Attorney General Opinions and Advisory Letters

Decision Information

Decision Content

Opinion No. 70-28

March 23, 1970

BY: OPINION OF JAMES A. MALONEY, Attorney General

TO: Mr. John N. Sanders City Attorney City of Lovington Lovington, New Mexico

QUESTIONS

QUESTIONS

May a municipality, in view of Section 14-16-4 (C), N.M.S.A., 1953 Compilation, revise its 1961 Municipal Code by adding thereto ordinances published since codification, adding new ordinances conforming to State municipal law, inserting changes in old ordinances and leaving out entirely old and out-dated ordinances?

CONCLUSION

Yes.

OPINION

{*49} ANALYSIS

Section 14-16-4 (C) does not refer to content of publication within the Code, but rather refers to "publication" of the code within the meaning described in Section 14-16-4 (A). Section 14-16-4 (C) merely provides that the entire code need not be "published", with the word "published" being described in Section 14-1-2, N.M.S.A., 1953 Compilation. Your question is directed to content within the Code. As such your question is not answered by Section 14-16-4 (C), supra.

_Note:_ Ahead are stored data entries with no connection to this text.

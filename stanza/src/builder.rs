//! Tree builder: configuration text to [`ParseTree`].
//!
//! The grammar is
//!
//! ```text
//! deflist    := (definition | include)*
//! definition := NAME '=' [term (',' term)*] ';'
//!             | NAME '{' deflist '}' [';']
//! include    := '%include' (string | path)
//! term       := ['-' | '~'] value
//! ```
//!
//! `%include` splices the definitions of another file into the block that
//! contains the directive. A build either returns a complete tree or an
//! error; partial trees are never handed out.

use crate::error::{Error, Result};
use crate::lexer::{Lexer, SignOp, TermType, Token, TokenKind};
use crate::options::BuildOptions;
use crate::tree::{FileId, NodeId, ParseTree, Term};
use std::fs;
use std::path::{Path, PathBuf};

/// Parse the file at `path` using options taken from the environment.
///
/// # Errors
///
/// Returns [`Error::Io`] if the file cannot be read, [`Error::Scan`] or
/// [`Error::Parse`] if its contents are malformed, and [`Error::Options`] if
/// a `STANZA_*` override is invalid.
pub fn build(path: &Path) -> Result<ParseTree> {
    let options = BuildOptions::builder().build()?;
    TreeBuilder::new(options).build_file(path)
}

/// Parse in-memory text with default options. `name` is used as the file
/// name in node locations and error messages.
///
/// # Errors
///
/// Returns [`Error::Scan`] or [`Error::Parse`] if the text is malformed.
///
/// # Examples
///
/// ```
/// use stanza::builder::parse_str;
///
/// let tree = parse_str("inline", "NFS_CORE_PARAM { NFS_Port = 2049; }").unwrap();
/// assert_eq!(tree.root().child_count(), 1);
/// assert!(parse_str("inline", "NFS_CORE_PARAM {").is_err());
/// ```
pub fn parse_str(name: &str, text: &str) -> Result<ParseTree> {
    TreeBuilder::new(BuildOptions::default()).build_str(name, text)
}

/// Builds parse trees under a fixed set of [`BuildOptions`].
#[derive(Debug, Clone, Default)]
pub struct TreeBuilder {
    options: BuildOptions,
}

impl TreeBuilder {
    /// Create a builder.
    #[must_use]
    pub fn new(options: BuildOptions) -> Self {
        Self { options }
    }

    /// The options in effect.
    #[must_use]
    pub fn options(&self) -> &BuildOptions {
        &self.options
    }

    /// Parse the file at `path`.
    ///
    /// # Errors
    ///
    /// See [`build`].
    pub fn build_file(&self, path: &Path) -> Result<ParseTree> {
        let text = self.read(path)?;
        let mut session = Session::new(&self.options);
        session.stack.push(canonical(path));
        let name = path.display().to_string();
        session.parse_file(&name, &text, Some(path), NodeId::ROOT)?;
        log::debug!(
            "built tree from {} ({} nodes, {} files)",
            name,
            session.tree.len(),
            session.tree.files().len()
        );
        Ok(session.tree)
    }

    /// Parse in-memory text named `name`.
    ///
    /// # Errors
    ///
    /// See [`parse_str`]. Includes named by the text may also fail with
    /// [`Error::Scan`].
    pub fn build_str(&self, name: &str, text: &str) -> Result<ParseTree> {
        self.check_size(Path::new(name), text.len() as u64)?;
        let mut session = Session::new(&self.options);
        session.parse_file(name, text, None, NodeId::ROOT)?;
        Ok(session.tree)
    }

    fn read(&self, path: &Path) -> Result<String> {
        let io_err = |source| Error::Io {
            path: path.to_path_buf(),
            source,
        };
        let meta = fs::metadata(path).map_err(io_err)?;
        self.check_size(path, meta.len())?;
        fs::read_to_string(path).map_err(io_err)
    }

    fn check_size(&self, path: &Path, len: u64) -> Result<()> {
        match self.options.max_file_size {
            Some(limit) if len > limit => Err(Error::Scan {
                file: path.display().to_string(),
                line: 0,
                message: format!("file is {len} bytes, larger than the {limit} byte limit"),
            }),
            _ => Ok(()),
        }
    }
}

fn canonical(path: &Path) -> PathBuf {
    fs::canonicalize(path).unwrap_or_else(|_| path.to_path_buf())
}

/// State for one build: the tree under construction and the chain of files
/// currently being read.
struct Session<'o> {
    options: &'o BuildOptions,
    tree: ParseTree,
    stack: Vec<PathBuf>,
    depth: usize,
}

/// Token cursor over one file.
struct Cursor<'t> {
    tokens: &'t [Token],
    pos: usize,
    name: &'t str,
    path: Option<&'t Path>,
    file: FileId,
}

impl Cursor<'_> {
    fn peek(&self) -> &Token {
        // The lexer always ends the stream with Eof.
        &self.tokens[self.pos.min(self.tokens.len() - 1)]
    }

    fn next(&mut self) -> &Token {
        let idx = self.pos.min(self.tokens.len() - 1);
        self.pos += 1;
        &self.tokens[idx]
    }

    fn error(&self, line: usize, message: String) -> Error {
        Error::Parse {
            file: self.name.to_string(),
            line,
            message,
        }
    }
}

impl<'o> Session<'o> {
    fn new(options: &'o BuildOptions) -> Self {
        Self {
            options,
            tree: ParseTree::new(),
            stack: Vec::new(),
            depth: 0,
        }
    }

    fn parse_file(
        &mut self,
        name: &str,
        text: &str,
        path: Option<&Path>,
        parent: NodeId,
    ) -> Result<()> {
        let tokens = Lexer::new(text, name).tokenize()?;
        let file = self.tree.add_file(name);
        let mut cur = Cursor {
            tokens: &tokens,
            pos: 0,
            name,
            path,
            file,
        };
        self.parse_deflist(&mut cur, parent, false)
    }

    fn parse_deflist(&mut self, cur: &mut Cursor<'_>, parent: NodeId, in_block: bool) -> Result<()> {
        loop {
            let token = cur.peek().clone();
            match &token.kind {
                TokenKind::Eof if in_block => {
                    return Err(cur.error(token.span.line, "missing '}' at end of file".into()));
                }
                TokenKind::Eof => return Ok(()),
                TokenKind::RBrace if in_block => return Ok(()),
                TokenKind::Include => {
                    cur.next();
                    self.parse_include(cur, parent, token.span.line)?;
                }
                TokenKind::Term(TermType::Token, name) => {
                    cur.next();
                    self.parse_definition(cur, parent, name, token.span.line)?;
                }
                TokenKind::Term(kind, text) => {
                    return Err(cur.error(
                        token.span.line,
                        format!("expected a parameter or block name, got {kind} ({text})"),
                    ));
                }
                other => {
                    return Err(cur.error(token.span.line, format!("unexpected {other}")));
                }
            }
        }
    }

    fn parse_definition(
        &mut self,
        cur: &mut Cursor<'_>,
        parent: NodeId,
        name: &str,
        line: usize,
    ) -> Result<()> {
        let token = cur.next().clone();
        match token.kind {
            TokenKind::Equals => {
                let terms = self.parse_terms(cur, name)?;
                self.tree.add_statement(parent, name, cur.file, line, terms);
                Ok(())
            }
            TokenKind::LBrace => {
                if self.depth >= self.options.max_block_depth {
                    return Err(cur.error(
                        line,
                        format!(
                            "block {name} nested deeper than {} levels",
                            self.options.max_block_depth
                        ),
                    ));
                }
                let block = self.tree.add_block(parent, name, cur.file, line);
                self.depth += 1;
                self.parse_deflist(cur, block, true)?;
                self.depth -= 1;
                cur.next(); // '}'
                if cur.peek().kind == TokenKind::Semicolon {
                    cur.next();
                }
                Ok(())
            }
            other => Err(cur.error(
                token.span.line,
                format!("expected '=' or '{{' after {name}, got {other}"),
            )),
        }
    }

    fn parse_terms(&mut self, cur: &mut Cursor<'_>, name: &str) -> Result<Vec<Term>> {
        let mut terms = Vec::new();
        if cur.peek().kind == TokenKind::Semicolon {
            cur.next();
            return Ok(terms);
        }

        loop {
            terms.push(self.parse_term(cur)?);
            let token = cur.next().clone();
            match token.kind {
                TokenKind::Comma => {}
                TokenKind::Semicolon => return Ok(terms),
                other => {
                    return Err(cur.error(
                        token.span.line,
                        format!("expected ',' or ';' in the value of {name}, got {other}"),
                    ));
                }
            }
        }
    }

    fn parse_term(&mut self, cur: &mut Cursor<'_>) -> Result<Term> {
        let mut op: Option<SignOp> = None;
        if let TokenKind::Op(sign) = cur.peek().kind {
            op = Some(sign);
            cur.next();
        }

        let token = cur.next().clone();
        match token.kind {
            TokenKind::Term(kind, text) => {
                if op.is_some() && !kind.is_number() {
                    return Err(cur.error(
                        token.span.line,
                        format!("a sign can only precede a number, got {kind} ({text})"),
                    ));
                }
                let text = self.tree.intern(&text);
                Ok(Term::new(kind, text, op, token.span.line))
            }
            other => Err(cur.error(token.span.line, format!("expected a value, got {other}"))),
        }
    }

    fn parse_include(&mut self, cur: &mut Cursor<'_>, parent: NodeId, line: usize) -> Result<()> {
        let token = cur.next().clone();
        let target = match token.kind {
            TokenKind::Term(
                TermType::DQuote
                | TermType::SQuote
                | TermType::Token
                | TermType::Path
                | TermType::AbsPath,
                text,
            ) => text,
            other => {
                return Err(cur.error(line, format!("%include needs a file name, got {other}")));
            }
        };
        if cur.peek().kind == TokenKind::Semicolon {
            cur.next();
        }

        let scan_error = |message: String| Error::Scan {
            file: cur.name.to_string(),
            line,
            message,
        };

        let path = self.options.resolve_include(&target, cur.path);
        if self.stack.len() > self.options.max_include_depth {
            return Err(scan_error(format!(
                "include nesting deeper than {} at {}",
                self.options.max_include_depth,
                path.display()
            )));
        }
        let key = canonical(&path);
        if self.stack.contains(&key) {
            return Err(scan_error(format!("include cycle at {}", path.display())));
        }

        let text = match fs::metadata(&path) {
            Ok(meta) => match self.options.max_file_size {
                Some(limit) if meta.len() > limit => {
                    return Err(scan_error(format!(
                        "{} is {} bytes, larger than the {limit} byte limit",
                        path.display(),
                        meta.len()
                    )));
                }
                _ => fs::read_to_string(&path),
            },
            Err(e) => Err(e),
        }
        .map_err(|e| scan_error(format!("cannot open {}: {e}", path.display())))?;

        log::debug!("including {} into {}", path.display(), cur.name);
        self.stack.push(key);
        let name = path.display().to_string();
        self.parse_file(&name, &text, Some(&path), parent)?;
        self.stack.pop();
        Ok(())
    }
}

When municipal ordinances are codified, the understanding is that such code is a declaration of established law, rather than an enactment of new and different rules. Basset v. United States, 11 S. Ct. 165, 167, 137 U.S. 506, 34 L. Ed. 762.

Your question in part asks whether a municipality may add new ordinances which conform to State municipal law and whether changes in "old" ordinances may be inserted.

Any valid ordinance may be codified. Basset v. United States, supra. Since you use the term "ordinance", the presumption is that these enactments have been validly created by the city council, and that the municipality is now merely compiling, arranging and codifying. As such the municipality would not be restricted.

Your question as to whether a municipality may leave out "old" and "out-dated" ordinances from proposed codification is answered in the affirmative. Attention is drawn to the fact that municipal ordinances are not necessarily repealed by non-enforcement or non-codification. Flinn v. Treadwell, 120 Colo., 117, 207 P.2d 967 (1949); Jayhawk Const. Co., v. City of Topeka, 176 Kan. 517, 271 P.2d 769 (1954).

Municipal ordinances are repealed expressly or by implication. John L. Hubbard Const. Co. v. City of Middlesboro, 237 Ky. 652, 36 S.W.2d 38, (1931).

Assuming that the "old" and "outdated" ordinances have been previously "published", then non-codification does not now affect their status. However, inconsistency with "newer" ordinances may repeal by implication. Groesbeck v. Mayor and City Council of City of Ely, 74 Nev. 246, 328 P.2d 566 (1958); Sullivan v. City of Worcester, 346 Mass. 570, 194 N.E.2d 629 (1963).

Section 14-16-4 (D) (4), N.M.S.A., {*50} 1953 Compilation states that codification of municipal ordinances under the authority of the municipality is primafacie evidence of "publication", in court.